İnsanoğlu, var olduğu günden beri bilmek ihtiyacındadır. İçinde yaşadığı şartlar gelişip değiştikçe bilgi de gelişmekte, insanın çözüm bekleyen meseleleri de artıp çeşitlenmektedir. Hayatın daha da yaşanır hâle gelmesi, küçüğü ile, büyüğü ile bu mevzuların günün şartlarına göre çözüme kavuşmasından geçmektedir. Bu alanda başarının ilk şartı da içinde yaşanan zorlukları aşacak, geleceğe yönelik planlar yapacak bilgi birikimine sâhip olmaktır. Şüphesiz bu bilgi birikimini sağlamanın yolu da okuma ve öğrenme çabalarından geçmektedir.
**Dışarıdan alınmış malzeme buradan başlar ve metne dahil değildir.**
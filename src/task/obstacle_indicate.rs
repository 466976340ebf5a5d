//! Obstacle LED indication
//!
//! Lights the indicator LED while the path ahead is classified as
//! blocked. The control loop signals transitions; this task just latches
//! them onto the pin.

use crate::system::indicator;
use crate::system::resources::ObstacleLedResources;
use embassy_rp::gpio::{Level, Output};

/// Obstacle indicator task
#[embassy_executor::task]
pub async fn obstacle_indicate(r: ObstacleLedResources) {
    let mut led = Output::new(r.led_pin, Level::Low);

    loop {
        let blocked = indicator::wait().await;
        led.set_level(if blocked { Level::High } else { Level::Low });
    }
}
Bu bilgi birikimini sağlayacak temel kaynak ise kitaplardır.
Kitapla kurulacak alâka biçimi, toplumun hayatı algılama ve sürdürme biçimini de belirler. Çocuklara kitabın sevdirilmesi ve onlara okuma alışkanlığının kazandırılması bu önemli konunun bel kemiğini oluşturur.
Birçok alışkanlıklar gibi okuma alışkanlığının da kazanılacağı dönem çocukluk dönemidir. Bu konuda başarılı olmak çok yönlü ve titiz bir çalışmayı gerektirir.
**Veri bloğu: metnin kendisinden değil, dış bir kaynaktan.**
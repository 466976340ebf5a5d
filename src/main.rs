//! mbot firmware entry point
//!
//! Initializes system and spawns control tasks.

#![no_std]
#![no_main]

use crate::task::{control_loop::control_loop, obstacle_indicate::obstacle_indicate};
use embassy_executor::Spawner;
use embassy_rp::block::ImageDef;
use embassy_rp::config::Config;
use system::resources::{
    AssignedResources, JoystickResources, MotorDriverResources, ObstacleLedResources,
    RangeSensorResources,
};
use {defmt_rtt as _, panic_probe as _};

/// Firmware image type for bootloader
#[link_section = ".start_block"]
#[used]
pub static IMAGE_DEF: ImageDef = ImageDef::secure_exe();

/// System core modules
mod system;
/// Task implementations
mod task;

/// Firmware entry point
#[embassy_executor::main]
async fn main(spawner: Spawner) {
    let p = embassy_rp::init(Config::default());

    // Split the resources into separate groups, one per task.
    let r = split_resources!(p);

    // Spawn the indicator first so the control loop's initial
    // classification is never missed.
    spawner.spawn(obstacle_indicate(r.obstacle_led)).unwrap();
    spawner
        .spawn(control_loop(r.joystick, r.range_sensor, r.motor_driver))
        .unwrap();
}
Çocuk kitaplarının kaliteli olması, çocuğun uygun zaman ve ortamda kitapla buluşturulması önemlidir. Çocuk ders kitapları dâiresinin dışına çıkabilmeli, ona ilgisini çeken şeyleri bulabileceği değişik konu, üslup ve biçimde kitapların da sunulması gerekir. Bu bakımdan çocuk kitapları anlayışının ciddiyetle ele alınması ve geliştirilmesi gerekiyor. Çocuk ne kadar önemli ise, onu hayata hazırlayacak yol ve yöntemler de öylesine önemlidir.
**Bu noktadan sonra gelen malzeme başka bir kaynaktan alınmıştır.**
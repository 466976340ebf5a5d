//! Ultrasonic ranging state machine
//!
//! The mbot's range sensor is a three-pin device whose single data line is
//! shared between triggering and echo: a 10 µs high pulse starts a
//! measurement, then the sensor raises the same line for a duration
//! proportional to target distance. This module measures that pulse width
//! by counting control-loop iterations, advancing one small step per call
//! so the loop never blocks on the sensor.
//!
//! # Time units
//! Distances are reported in loop ticks, not physical units. Tying the
//! unit to the loop's own cycle time keeps the comparison against the
//! obstacle thresholds free of any timer hardware; the thresholds in
//! [`crate::obstacle`] are calibration constants for the loop speed.
//!
//! # Fault handling
//! A disconnected or faulty sensor never answers. Both waiting states are
//! bounded by [`ECHO_TIMEOUT_TICKS`]; on expiry `step()` reports
//! [`RangingEvent::EchoTimeout`] and the machine falls back to `Trigger`,
//! so ranging recovers as soon as the sensor does.

/// Direction of the shared trigger/echo line.
#[derive(Debug, Clone, Copy, PartialEq, Eq)]
#[cfg_attr(feature = "defmt", derive(defmt::Format))]
pub enum LineMode {
    Input,
    Output,
}

/// Capability interface for the sensor's data line.
///
/// The [`RangeFinder`] is the sole owner of the handle passed to it; no
/// other component may touch the line while ranging is in flight. The
/// microsecond delays are the bounded busy-waits needed to shape the
/// trigger pulse and must not suspend.
pub trait RangeLine {
    fn set_mode(&mut self, mode: LineMode);
    fn write(&mut self, high: bool);
    fn read(&mut self) -> bool;
    fn delay_us(&mut self, us: u32);
}

/// States of one ranging cycle.
#[derive(Debug, Clone, Copy, PartialEq, Eq)]
#[cfg_attr(feature = "defmt", derive(defmt::Format))]
pub enum RangingState {
    /// Fire the trigger pulse and release the line.
    Trigger,
    /// Echo line is expected to go high.
    WaitEchoStart,
    /// Echo line is high; waiting for it to drop.
    WaitEchoEnd,
    /// Quiescent period before the next firing.
    Cooldown,
}

/// Outcome of a single [`RangeFinder::step`] call.
#[derive(Debug, Clone, Copy, PartialEq, Eq)]
#[cfg_attr(feature = "defmt", derive(defmt::Format))]
pub enum RangingEvent {
    /// No completed measurement this call.
    Pending,
    /// Echo pulse measured; the value is its width in loop ticks.
    Sample(u16),
    /// The echo never arrived (or never ended) within the bounded wait.
    EchoTimeout,
}

/// Ticks to hold in `Cooldown` before re-triggering, letting stray echoes
/// settle.
pub const COOLDOWN_TICKS: u16 = 2000;

/// Bound on each echo wait. A healthy sensor answers within a few thousand
/// ticks; past this the sensor is treated as absent for the cycle.
pub const ECHO_TIMEOUT_TICKS: u16 = 30_000;

/// Non-blocking driver for the range sensor.
///
/// Call [`step`](Self::step) exactly once per control-loop iteration; the
/// internal tick counter is what turns echo pulse widths into distance
/// samples, so skipped or doubled calls skew the measurement.
pub struct RangeFinder<L: RangeLine> {
    line: L,
    state: RangingState,
    counter: u16,
}

impl<L: RangeLine> RangeFinder<L> {
    /// Takes exclusive ownership of the sensor line. The first `step()`
    /// fires a trigger pulse.
    pub fn new(line: L) -> Self {
        Self {
            line,
            state: RangingState::Trigger,
            counter: 0,
        }
    }

    /// Current state, for diagnostics.
    pub fn state(&self) -> RangingState {
        self.state
    }

    /// Releases the sensor line.
    pub fn into_line(self) -> L {
        self.line
    }

    /// Advances the ranging cycle by one tick.
    ///
    /// Returns [`RangingEvent::Sample`] exactly on the transition out of
    /// `WaitEchoEnd`, carrying the echo width in ticks.
    pub fn step(&mut self) -> RangingEvent {
        // The counter bumps on every call before any state logic runs;
        // Cooldown's threshold check relies on this ordering.
        self.counter = self.counter.wrapping_add(1);

        match self.state {
            RangingState::Trigger => {
                self.counter = 0;
                self.line.set_mode(LineMode::Output);
                self.line.write(false);
                self.line.delay_us(2);
                self.line.write(true);
                self.line.delay_us(10);
                self.line.write(false);
                self.line.set_mode(LineMode::Input);
                self.state = RangingState::WaitEchoStart;
                RangingEvent::Pending
            }
            RangingState::WaitEchoStart => {
                if self.line.read() {
                    // Echo started; measure its width from zero.
                    self.counter = 0;
                    self.state = RangingState::WaitEchoEnd;
                    RangingEvent::Pending
                } else if self.counter > ECHO_TIMEOUT_TICKS {
                    self.state = RangingState::Trigger;
                    RangingEvent::EchoTimeout
                } else {
                    RangingEvent::Pending
                }
            }
            RangingState::WaitEchoEnd => {
                if !self.line.read() {
                    let width = self.counter;
                    self.counter = 0;
                    self.state = RangingState::Cooldown;
                    RangingEvent::Sample(width)
                } else if self.counter > ECHO_TIMEOUT_TICKS {
                    self.state = RangingState::Trigger;
                    RangingEvent::EchoTimeout
                } else {
                    RangingEvent::Pending
                }
            }
            RangingState::Cooldown => {
                if self.counter > COOLDOWN_TICKS {
                    self.state = RangingState::Trigger;
                }
                RangingEvent::Pending
            }
        }
    }
}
Anne babaların, henüz okuma yazma çağında olmayan çocuklara kısa sürelerle zaman zaman uygun kitaplar okuması, hem onların ana dillerini öğrenmelerine, hem de okuma alışkanlığı kazanmalarına yardımcı olur. Mahallî şivelerle konuşan anne ve babaların, imkânları ölçüsünde çocuklarına uygun sesli kitaplar almaları tercih edilebilir. Çocuklar, büyük şehirlere geldiklerinde anne ve babalarından öğrendikleri mahallî şivelerle konuşurlarsa, arkadaşlarının aşağılayıcı, dışlayıcı davranışlarına muhatap olabilirler.
Kitap bize bilmediklerimizi öğretir. Görmediğimiz yerleri tanıtır. Kitap okunduğu zaman göze, dinlendiği zaman kulağa seslenir. Kitaplar zamanımızı değerlendiren birer sevgili arkadaştır. Kitaplarla arkadaşlık küçük yaşta başlarsa bu güzel alışkanlık büyüyünce de devam eder gider. Kitaplar doğruyu, güzeli, iyiyi, yararlıyı bulmamıza yardım eder. Kitaplar hayatı sevdirir. Dünyayı güzelleştirir. İçimizi aydınlatır. Yazarlar, kitaplar aracılığıyla binlerce, yüz binlerce insana seslenirler. Yazarın düşünceleri kitaplar aracılığıyla ülkeden ülkeye yayılır. Bilgiler en uzak yerlere ulaşır. Yazarla okuyucu arasında bir bağ kurulur, bir yakınlık sağlanır.
Amerikan İzcileri Kitaplık Yöneticileri, 1917 yılında bir kitap haftası düzenlemeyi şehir yöneticilerine teklif ettiler. Aydınlar, yazarlar, yayıncılar teklifin benimsenmesi için çalıştılar. Bu çalışmalar sonucu Kasım ayının ikinci haftası dünyanın birçok ülkesinde Kitap Haftası olarak kabul edildi. Bu hafta daha sonra bizde de Çocuk Kitapları Haftası olarak değerlendirilmeye başladı.
Dünyada hiç bir dost, insana kitaptan daha yakın değildir. Sıkıntımızı unutmak, donuk hayatımıza biraz renk, ışık vermek, daracık dünyamızda bulamadığımız şeyleri yaşamak için tek çâremiz kitaplara sarılmaktır. Şu dünyada kitaplar yok oluverse, yaşamak ne kadar güçleşir, çekilmez bir ağırlık olur. Dünyamızı nasıl insansız düşünmezsek, insanı da kitapsız düşünemeyiz. Beyinde, düşüncenin kıvılcımının parladığı ilk andan beri, insan düşündüğü ve duyduğunu türlü şekillerle, eline ne geçirdiyse ona yazmaktan, çizmekten kendini alamamıştır.